Records from a data collection

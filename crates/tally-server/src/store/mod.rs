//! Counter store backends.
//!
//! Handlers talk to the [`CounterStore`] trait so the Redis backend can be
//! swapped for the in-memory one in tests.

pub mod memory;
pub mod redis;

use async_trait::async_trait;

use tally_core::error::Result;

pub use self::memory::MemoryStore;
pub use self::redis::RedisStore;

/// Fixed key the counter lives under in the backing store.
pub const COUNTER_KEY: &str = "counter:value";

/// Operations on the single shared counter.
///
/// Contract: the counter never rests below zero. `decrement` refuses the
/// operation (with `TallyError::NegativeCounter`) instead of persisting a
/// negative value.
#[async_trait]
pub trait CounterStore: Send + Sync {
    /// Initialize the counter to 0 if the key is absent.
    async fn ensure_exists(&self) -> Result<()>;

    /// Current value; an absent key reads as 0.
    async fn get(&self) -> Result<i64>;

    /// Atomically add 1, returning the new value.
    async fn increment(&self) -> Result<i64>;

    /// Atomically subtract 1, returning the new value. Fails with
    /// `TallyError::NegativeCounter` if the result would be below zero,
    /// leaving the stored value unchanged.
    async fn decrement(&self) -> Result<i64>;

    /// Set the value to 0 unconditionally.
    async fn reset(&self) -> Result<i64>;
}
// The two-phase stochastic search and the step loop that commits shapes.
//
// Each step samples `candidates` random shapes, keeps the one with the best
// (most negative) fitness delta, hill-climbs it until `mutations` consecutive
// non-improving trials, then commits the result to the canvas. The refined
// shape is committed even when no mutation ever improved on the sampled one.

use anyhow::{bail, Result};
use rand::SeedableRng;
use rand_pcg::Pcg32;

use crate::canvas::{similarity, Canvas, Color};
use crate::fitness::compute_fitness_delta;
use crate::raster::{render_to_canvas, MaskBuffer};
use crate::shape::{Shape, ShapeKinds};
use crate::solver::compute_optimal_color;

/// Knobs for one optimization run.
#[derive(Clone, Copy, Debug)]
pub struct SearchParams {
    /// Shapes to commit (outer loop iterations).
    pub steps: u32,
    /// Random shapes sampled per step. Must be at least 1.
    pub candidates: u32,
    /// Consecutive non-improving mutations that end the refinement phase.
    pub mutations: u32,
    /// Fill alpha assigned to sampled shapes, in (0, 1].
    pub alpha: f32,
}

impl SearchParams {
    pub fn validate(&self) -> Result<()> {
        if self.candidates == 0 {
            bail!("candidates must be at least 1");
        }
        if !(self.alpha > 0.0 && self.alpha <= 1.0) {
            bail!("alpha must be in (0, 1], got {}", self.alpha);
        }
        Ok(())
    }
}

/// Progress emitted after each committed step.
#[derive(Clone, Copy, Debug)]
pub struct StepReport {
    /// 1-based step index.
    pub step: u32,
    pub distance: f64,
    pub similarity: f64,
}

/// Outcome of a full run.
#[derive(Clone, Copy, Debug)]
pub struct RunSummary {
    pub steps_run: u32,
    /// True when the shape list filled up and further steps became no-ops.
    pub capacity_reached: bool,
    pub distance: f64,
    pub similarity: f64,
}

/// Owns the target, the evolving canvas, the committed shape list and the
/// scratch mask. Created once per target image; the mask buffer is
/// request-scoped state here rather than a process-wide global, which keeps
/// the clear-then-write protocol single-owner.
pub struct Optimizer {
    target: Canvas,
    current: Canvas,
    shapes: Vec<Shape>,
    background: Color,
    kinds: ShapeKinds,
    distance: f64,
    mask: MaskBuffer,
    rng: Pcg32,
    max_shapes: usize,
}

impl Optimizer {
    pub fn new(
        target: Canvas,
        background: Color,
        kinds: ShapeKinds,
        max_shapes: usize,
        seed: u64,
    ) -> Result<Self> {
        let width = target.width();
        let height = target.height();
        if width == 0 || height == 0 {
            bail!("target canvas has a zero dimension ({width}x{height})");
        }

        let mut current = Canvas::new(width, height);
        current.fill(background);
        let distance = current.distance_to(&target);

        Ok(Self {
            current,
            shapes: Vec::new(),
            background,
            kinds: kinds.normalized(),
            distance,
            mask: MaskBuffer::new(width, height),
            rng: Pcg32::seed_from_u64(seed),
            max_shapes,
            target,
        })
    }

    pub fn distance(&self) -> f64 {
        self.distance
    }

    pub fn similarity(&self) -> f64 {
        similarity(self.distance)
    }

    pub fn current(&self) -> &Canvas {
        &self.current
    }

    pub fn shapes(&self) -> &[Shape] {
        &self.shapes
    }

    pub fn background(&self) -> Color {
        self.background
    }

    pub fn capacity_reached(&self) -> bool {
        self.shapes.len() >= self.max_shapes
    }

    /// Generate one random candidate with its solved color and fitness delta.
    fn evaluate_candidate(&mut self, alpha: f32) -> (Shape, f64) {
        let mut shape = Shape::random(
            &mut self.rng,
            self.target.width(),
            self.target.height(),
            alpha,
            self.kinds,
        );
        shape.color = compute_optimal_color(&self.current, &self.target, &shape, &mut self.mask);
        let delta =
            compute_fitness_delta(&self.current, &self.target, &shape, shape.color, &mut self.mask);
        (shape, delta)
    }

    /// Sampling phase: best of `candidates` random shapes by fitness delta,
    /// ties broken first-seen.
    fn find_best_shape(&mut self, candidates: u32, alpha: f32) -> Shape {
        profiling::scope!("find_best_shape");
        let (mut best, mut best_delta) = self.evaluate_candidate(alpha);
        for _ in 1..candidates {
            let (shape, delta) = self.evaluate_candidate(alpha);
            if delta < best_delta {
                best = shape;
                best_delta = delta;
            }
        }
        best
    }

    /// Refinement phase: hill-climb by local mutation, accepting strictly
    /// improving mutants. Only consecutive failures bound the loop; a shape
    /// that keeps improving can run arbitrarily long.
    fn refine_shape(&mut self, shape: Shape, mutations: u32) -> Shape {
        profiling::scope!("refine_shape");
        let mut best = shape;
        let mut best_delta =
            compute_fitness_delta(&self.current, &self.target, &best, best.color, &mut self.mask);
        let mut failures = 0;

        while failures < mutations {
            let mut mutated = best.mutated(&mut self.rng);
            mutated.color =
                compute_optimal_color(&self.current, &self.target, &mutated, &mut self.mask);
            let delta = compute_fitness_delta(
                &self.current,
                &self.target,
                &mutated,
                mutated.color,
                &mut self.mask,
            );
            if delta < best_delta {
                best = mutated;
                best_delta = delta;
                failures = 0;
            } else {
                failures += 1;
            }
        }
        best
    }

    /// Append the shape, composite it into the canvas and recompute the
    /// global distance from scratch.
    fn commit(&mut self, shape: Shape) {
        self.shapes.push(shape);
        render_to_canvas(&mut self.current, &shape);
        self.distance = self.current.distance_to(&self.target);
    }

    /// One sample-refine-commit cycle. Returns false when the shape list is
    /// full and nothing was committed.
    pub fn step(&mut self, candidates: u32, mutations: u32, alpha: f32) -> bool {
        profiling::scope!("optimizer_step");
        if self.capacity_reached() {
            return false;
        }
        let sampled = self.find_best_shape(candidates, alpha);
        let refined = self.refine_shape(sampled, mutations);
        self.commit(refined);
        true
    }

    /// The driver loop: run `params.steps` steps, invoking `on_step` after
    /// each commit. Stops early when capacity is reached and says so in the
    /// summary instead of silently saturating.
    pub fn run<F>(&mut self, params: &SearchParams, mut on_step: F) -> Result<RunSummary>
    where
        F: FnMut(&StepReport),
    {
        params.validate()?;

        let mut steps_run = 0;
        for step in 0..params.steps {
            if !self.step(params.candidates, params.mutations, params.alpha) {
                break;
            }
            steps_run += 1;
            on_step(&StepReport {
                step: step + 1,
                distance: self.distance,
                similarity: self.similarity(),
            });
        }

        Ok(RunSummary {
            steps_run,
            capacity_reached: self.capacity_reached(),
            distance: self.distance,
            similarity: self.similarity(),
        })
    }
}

==

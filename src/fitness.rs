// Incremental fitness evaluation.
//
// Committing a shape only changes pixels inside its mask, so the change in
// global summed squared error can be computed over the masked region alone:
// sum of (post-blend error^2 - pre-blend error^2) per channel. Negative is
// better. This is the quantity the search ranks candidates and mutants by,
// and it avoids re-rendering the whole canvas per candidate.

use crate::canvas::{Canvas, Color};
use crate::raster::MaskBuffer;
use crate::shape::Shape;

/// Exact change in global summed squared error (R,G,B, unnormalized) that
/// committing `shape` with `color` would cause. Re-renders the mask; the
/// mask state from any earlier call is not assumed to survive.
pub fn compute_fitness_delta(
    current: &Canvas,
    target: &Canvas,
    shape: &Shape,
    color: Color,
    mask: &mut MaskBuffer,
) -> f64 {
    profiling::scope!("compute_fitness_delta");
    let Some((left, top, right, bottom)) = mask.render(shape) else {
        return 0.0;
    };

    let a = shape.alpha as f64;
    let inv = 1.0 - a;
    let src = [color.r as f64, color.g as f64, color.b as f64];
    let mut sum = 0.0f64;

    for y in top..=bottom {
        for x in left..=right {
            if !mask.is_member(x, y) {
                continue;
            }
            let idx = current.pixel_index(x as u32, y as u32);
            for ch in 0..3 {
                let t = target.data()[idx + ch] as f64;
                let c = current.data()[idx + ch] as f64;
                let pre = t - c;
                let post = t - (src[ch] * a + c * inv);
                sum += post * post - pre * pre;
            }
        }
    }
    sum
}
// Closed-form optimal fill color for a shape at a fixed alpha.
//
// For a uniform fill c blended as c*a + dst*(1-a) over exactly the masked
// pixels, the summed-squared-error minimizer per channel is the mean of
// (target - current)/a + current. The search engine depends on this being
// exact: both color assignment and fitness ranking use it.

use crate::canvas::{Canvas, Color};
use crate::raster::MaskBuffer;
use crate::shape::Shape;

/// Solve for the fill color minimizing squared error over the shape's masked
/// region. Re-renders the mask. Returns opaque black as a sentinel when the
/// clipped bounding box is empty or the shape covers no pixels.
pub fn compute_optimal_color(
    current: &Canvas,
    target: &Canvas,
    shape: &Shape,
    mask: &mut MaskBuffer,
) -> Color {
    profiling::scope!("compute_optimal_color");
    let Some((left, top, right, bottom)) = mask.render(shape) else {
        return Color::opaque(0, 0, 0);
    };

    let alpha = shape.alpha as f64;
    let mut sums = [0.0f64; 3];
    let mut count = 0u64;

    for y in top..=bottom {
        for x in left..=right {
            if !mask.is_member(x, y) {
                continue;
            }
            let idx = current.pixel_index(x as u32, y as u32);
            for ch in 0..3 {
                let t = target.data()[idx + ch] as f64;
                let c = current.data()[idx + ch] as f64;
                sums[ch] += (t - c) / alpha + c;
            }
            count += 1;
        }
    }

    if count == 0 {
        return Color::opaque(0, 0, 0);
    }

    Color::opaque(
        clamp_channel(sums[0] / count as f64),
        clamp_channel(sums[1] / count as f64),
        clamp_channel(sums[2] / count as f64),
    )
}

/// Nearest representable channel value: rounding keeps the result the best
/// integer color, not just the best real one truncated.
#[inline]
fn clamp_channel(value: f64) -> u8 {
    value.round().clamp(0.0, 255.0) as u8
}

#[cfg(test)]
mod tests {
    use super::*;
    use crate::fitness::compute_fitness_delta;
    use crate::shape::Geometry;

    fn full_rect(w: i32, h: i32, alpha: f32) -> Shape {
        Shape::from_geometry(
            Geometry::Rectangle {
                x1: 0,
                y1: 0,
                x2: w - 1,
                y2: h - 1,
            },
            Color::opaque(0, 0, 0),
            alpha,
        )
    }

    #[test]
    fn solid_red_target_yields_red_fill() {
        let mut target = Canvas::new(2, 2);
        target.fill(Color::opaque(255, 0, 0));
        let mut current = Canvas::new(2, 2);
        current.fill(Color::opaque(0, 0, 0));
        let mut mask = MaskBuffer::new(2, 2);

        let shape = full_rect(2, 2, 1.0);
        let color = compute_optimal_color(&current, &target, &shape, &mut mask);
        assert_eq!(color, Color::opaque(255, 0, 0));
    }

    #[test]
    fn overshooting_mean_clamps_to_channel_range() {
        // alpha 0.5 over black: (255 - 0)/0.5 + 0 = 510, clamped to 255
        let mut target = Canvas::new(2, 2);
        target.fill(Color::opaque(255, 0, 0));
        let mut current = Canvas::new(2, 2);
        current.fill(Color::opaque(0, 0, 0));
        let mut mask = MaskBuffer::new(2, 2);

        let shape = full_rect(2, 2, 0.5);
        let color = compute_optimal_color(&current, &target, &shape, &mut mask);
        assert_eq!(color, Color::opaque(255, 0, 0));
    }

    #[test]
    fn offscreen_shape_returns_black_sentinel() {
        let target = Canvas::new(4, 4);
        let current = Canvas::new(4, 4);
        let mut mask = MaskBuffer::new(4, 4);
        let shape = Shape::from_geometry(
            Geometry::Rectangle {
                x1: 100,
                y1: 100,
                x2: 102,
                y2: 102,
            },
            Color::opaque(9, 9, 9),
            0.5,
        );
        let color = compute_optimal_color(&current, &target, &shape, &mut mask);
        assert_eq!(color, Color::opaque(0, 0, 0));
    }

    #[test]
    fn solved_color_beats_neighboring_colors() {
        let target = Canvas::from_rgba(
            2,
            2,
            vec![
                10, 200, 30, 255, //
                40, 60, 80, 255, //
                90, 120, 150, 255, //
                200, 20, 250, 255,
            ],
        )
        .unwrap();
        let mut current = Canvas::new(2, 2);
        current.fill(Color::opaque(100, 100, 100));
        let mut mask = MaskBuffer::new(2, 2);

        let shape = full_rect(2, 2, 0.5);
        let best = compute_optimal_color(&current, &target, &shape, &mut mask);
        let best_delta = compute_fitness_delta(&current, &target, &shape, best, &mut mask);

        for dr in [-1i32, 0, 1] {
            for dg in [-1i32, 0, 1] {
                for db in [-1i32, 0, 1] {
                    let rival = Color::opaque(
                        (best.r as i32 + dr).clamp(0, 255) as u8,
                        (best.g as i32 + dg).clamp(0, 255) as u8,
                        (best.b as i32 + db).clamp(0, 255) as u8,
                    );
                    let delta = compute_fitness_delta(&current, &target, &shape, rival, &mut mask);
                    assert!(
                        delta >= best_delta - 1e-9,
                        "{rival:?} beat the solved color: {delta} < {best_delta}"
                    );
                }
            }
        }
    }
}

__Exercise details__: State how many lines of the data above contain the word "SearchParams", and include nothing other than that number.

__Response to this task__: 3